Durante los días 5 y 6 de mayo de 2026, los profesionales de Atención Primaria de la Comunidad de Madrid hemos trabajado en condiciones especialmente complejas. Un fallo en el sistema APMadrid —la herramienta informática que articula nuestra práctica diaria— ha limitado de forma muy significativa su funcionamiento. No se trató de un colapso total, pero sí de una operatividad lenta, irregular e intermitente, que dificultaba acceder con normalidad a la historia clínica, revisar resultados, emitir recetas electrónicas o gestionar bajas laborales.
En la práctica, trabajar así implica hacerlo con una incertidumbre constante: no saber cuándo se podrá acceder a la información y cuándo no, obligando a reorganizar la consulta sobre la marcha y a multiplicar la atención y la prudencia en cada decisión clínica.
Y, sin embargo, la asistencia no se detiene. Cada paciente necesita ser comprendido en toda su amplitud. Disponemos de las herramientas esenciales: escuchar, asistir, orientar. Pero nos falta el acceso fiable a antecedentes médicos o tratamientos activos, con el consiguiente esfuerzo añadido para mantener la seguridad del paciente.
En ese contexto emerge una tensión difícil de gestionar: priorizar la enfermedad real —aquella que no puede esperar— frente a una demanda importante de trámites administrativos que, en muchas ocasiones, no podían resolverse con normalidad debido a las limitaciones técnicas.
Un ejemplo ilustra bien la situación. Un paciente acudía a consulta solicitando una baja laboral tras no poder trabajar en los días previos. Al explicarle la incidencia, respondía con desconcierto: “He buscado esta noticia para enseñársela a mi jefe… y no aparece en ningún medio”. Y esa es otra de las paradojas: una incidencia que afecta de forma directa a la actividad de numerosos centros de salud apenas encuentra eco mediático.
La falta de información genera incomprensión. Mientras tanto, en consulta, parte del tiempo asistencial se dedica a explicar lo que ocurre, a contextualizar las limitaciones, a intentar que el paciente entienda una situación que, en muchos casos, le resulta ajena.
No se trata de cuestionar las explicaciones técnicas ni de buscar responsables. Es cierto que, como se ha señalado posteriormente, el sistema mantuvo cierta funcionalidad y que los equipos técnicos trabajaron para resolver las incidencias con la mayor rapidez posible. De hecho, a lo largo de la jornada se produjeron momentos de recuperación parcial, en los que aproximadamente uno de cada cinco pacientes podía ser atendido con acceso al sistema.

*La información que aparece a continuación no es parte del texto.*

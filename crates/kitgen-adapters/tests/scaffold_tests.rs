//! End-to-end scaffolding against real and in-memory filesystems.

use std::{fs, path::Path};

use kitgen_adapters::{BuiltinManifest, LocalFilesystem, MemoryFilesystem, TomlManifest};
use kitgen_core::{
    application::{ApplicationError, ManifestSource, NoopReporter, ScaffoldService},
    domain::{Manifest, normalize_body},
    error::{KitError, KitResult},
};
use tempfile::TempDir;
use walkdir::WalkDir;

struct Fixed(Manifest);

impl ManifestSource for Fixed {
    fn name(&self) -> &str {
        "fixed"
    }

    fn load(&self) -> KitResult<Manifest> {
        Ok(self.0.clone())
    }
}

fn acme_service() -> ScaffoldService {
    ScaffoldService::new(
        Box::new(BuiltinManifest::acme_pharmacy()),
        Box::new(LocalFilesystem::new()),
    )
}

fn files_under(root: &Path) -> Vec<std::path::PathBuf> {
    let mut files: Vec<_> = WalkDir::new(root)
        .into_iter()
        .filter_map(Result::ok)
        .filter(|e| e.file_type().is_file())
        .map(|e| e.into_path())
        .collect();
    files.sort();
    files
}

#[test]
fn acme_kit_materializes_every_file_with_normalized_content() {
    let tmp = TempDir::new().unwrap();
    let base = tmp.path().join("acme-pharmacy-analytics-spec");

    let report = acme_service().scaffold(&base, &NoopReporter).unwrap();
    assert_eq!(report.files_created, 20);
    assert_eq!(files_under(&base).len(), 20);

    let manifest = BuiltinManifest::acme_pharmacy().load().unwrap();
    for entry in &manifest {
        let on_disk = fs::read_to_string(entry.path.resolve(&base)).unwrap();
        assert_eq!(on_disk, normalize_body(&entry.body), "{}", entry.path);
        assert!(on_disk.ends_with('\n') && !on_disk.ends_with("\n\n"));
        assert_eq!(on_disk.trim_start(), on_disk);
    }

    for dir in ["personas", "user_stories", "requirements"] {
        assert!(base.join(dir).is_dir(), "{dir} missing");
    }
}

#[test]
fn second_run_is_byte_identical() {
    let tmp = TempDir::new().unwrap();
    let base = tmp.path().join("kit");
    let service = acme_service();

    service.scaffold(&base, &NoopReporter).unwrap();
    let first: Vec<_> = files_under(&base)
        .iter()
        .map(|p| fs::read(p).unwrap())
        .collect();

    service.scaffold(&base, &NoopReporter).unwrap();
    let second: Vec<_> = files_under(&base)
        .iter()
        .map(|p| fs::read(p).unwrap())
        .collect();

    assert_eq!(first, second);
}

#[test]
fn deleted_subdirectory_is_recreated() {
    let tmp = TempDir::new().unwrap();
    let base = tmp.path().join("kit");
    let service = acme_service();

    service.scaffold(&base, &NoopReporter).unwrap();
    fs::remove_dir_all(base.join("personas")).unwrap();
    assert!(!base.join("personas").exists());

    service.scaffold(&base, &NoopReporter).unwrap();
    assert!(base.join("personas/client_exec.md").is_file());
    assert!(base.join("personas/client_data_analyst.md").is_file());
}

#[test]
fn existing_files_are_overwritten() {
    let tmp = TempDir::new().unwrap();
    let base = tmp.path().to_path_buf();
    fs::write(base.join("security_privacy.md"), "stale local edits\n").unwrap();

    acme_service().scaffold(&base, &NoopReporter).unwrap();
    let content = fs::read_to_string(base.join("security_privacy.md")).unwrap();
    assert!(content.starts_with("# Security & Privacy\n"));
}

#[test]
fn concrete_security_privacy_scenario() {
    let tmp = TempDir::new().unwrap();
    let manifest = Manifest::new("one")
        .with_entry("security_privacy.md", "# Security & Privacy\n\nBody text.\n\n")
        .unwrap();
    let service = ScaffoldService::new(Box::new(Fixed(manifest)), Box::new(LocalFilesystem::new()));

    service.scaffold(tmp.path(), &NoopReporter).unwrap();
    assert_eq!(
        fs::read_to_string(tmp.path().join("security_privacy.md")).unwrap(),
        "# Security & Privacy\n\nBody text.\n"
    );
}

#[test]
fn duplicate_path_last_write_wins() {
    let tmp = TempDir::new().unwrap();
    let manifest = Manifest::new("dups")
        .with_entry("personas/client_exec.md", "# First")
        .unwrap()
        .with_entry("personas/client_exec.md", "# Second")
        .unwrap();
    let service = ScaffoldService::new(Box::new(Fixed(manifest)), Box::new(LocalFilesystem::new()));

    let report = service.scaffold(tmp.path(), &NoopReporter).unwrap();
    assert_eq!(report.files_created, 1);
    assert_eq!(
        fs::read_to_string(tmp.path().join("personas/client_exec.md")).unwrap(),
        "# Second\n"
    );
}

#[test]
fn file_blocking_directory_fails_fast() {
    let tmp = TempDir::new().unwrap();
    let base = tmp.path().to_path_buf();
    fs::write(base.join("personas"), "I am a file").unwrap();

    let err = acme_service().scaffold(&base, &NoopReporter).unwrap_err();
    assert!(matches!(
        err,
        KitError::Application(ApplicationError::FilesystemError { .. })
    ));

    // The three top-level documents precede the first persona; nothing after it.
    assert!(base.join("acceptance_tests.md").is_file());
    assert!(!base.join("user_stories").exists());
    assert!(!base.join("requirements").exists());
}

#[test]
fn memory_filesystem_run_matches_manifest() {
    let fs = MemoryFilesystem::new();
    let service = ScaffoldService::new(
        Box::new(BuiltinManifest::acme_pharmacy()),
        Box::new(fs.clone()),
    );

    service.scaffold("/kit", &NoopReporter).unwrap();
    assert_eq!(fs.list_files().len(), 20);
    assert!(fs.is_dir(Path::new("/kit/user_stories")));

    fs.remove_dir_all(Path::new("/kit/personas")).unwrap();
    service.scaffold("/kit", &NoopReporter).unwrap();
    assert!(
        fs.read_file(Path::new("/kit/personas/client_exec.md"))
            .is_some_and(|c| c.starts_with("# Persona: Client Executive"))
    );
}

#[test]
fn toml_manifest_scaffolds_like_builtin() {
    let tmp = TempDir::new().unwrap();
    let manifest_path = tmp.path().join("kit.toml");
    fs::write(
        &manifest_path,
        "[[entries]]\npath = \"docs/intro.md\"\nbody = \"\"\"\n\n# Intro\n\n\"\"\"\n",
    )
    .unwrap();

    let out = tmp.path().join("out");
    let service = ScaffoldService::new(
        Box::new(TomlManifest::from_path(&manifest_path)),
        Box::new(LocalFilesystem::new()),
    );
    service.scaffold(&out, &NoopReporter).unwrap();

    assert_eq!(
        fs::read_to_string(out.join("docs/intro.md")).unwrap(),
        "# Intro\n"
    );
}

Sin embargo, esta intermitencia no siempre facilita el trabajo: lo hace más imprevisible. Obliga a cambiar continuamente de estrategia, a alternar entre lo digital y lo manual, a sostener la consulta en un equilibrio inestable.
Por eso resulta necesario visibilizar estas situaciones. Porque solo conociendo un problema se puede buscar una solución.
Humanizar la medicina no es solo una cuestión de actitud individual. Requiere estructuras que acompañen: sistemas que funcionen con estabilidad, información que llegue con claridad, aplicar un plan de contingencias…
En un contexto informativo donde a menudo predominan noticias sobre las que el ciudadano tiene escaso margen de actuación —desde crisis económicas hasta alertas sanitarias globales— resulta decepcionante que no se haya dado espacio a estas realidades cercanas en las que sí es posible contribuir: ajustando expectativas, haciendo un uso responsable de los servicios o, simplemente, comprendiendo las limitaciones del momento.
Este artículo sólo pretende invitar a esta reflexión. Y, al mismo tiempo, agradecer a todos —profesionales, equipos técnicos y pacientes— la actitud constructiva que permite , incluso en circunstancias imperfectas, que la atención sanitaria siga adelante.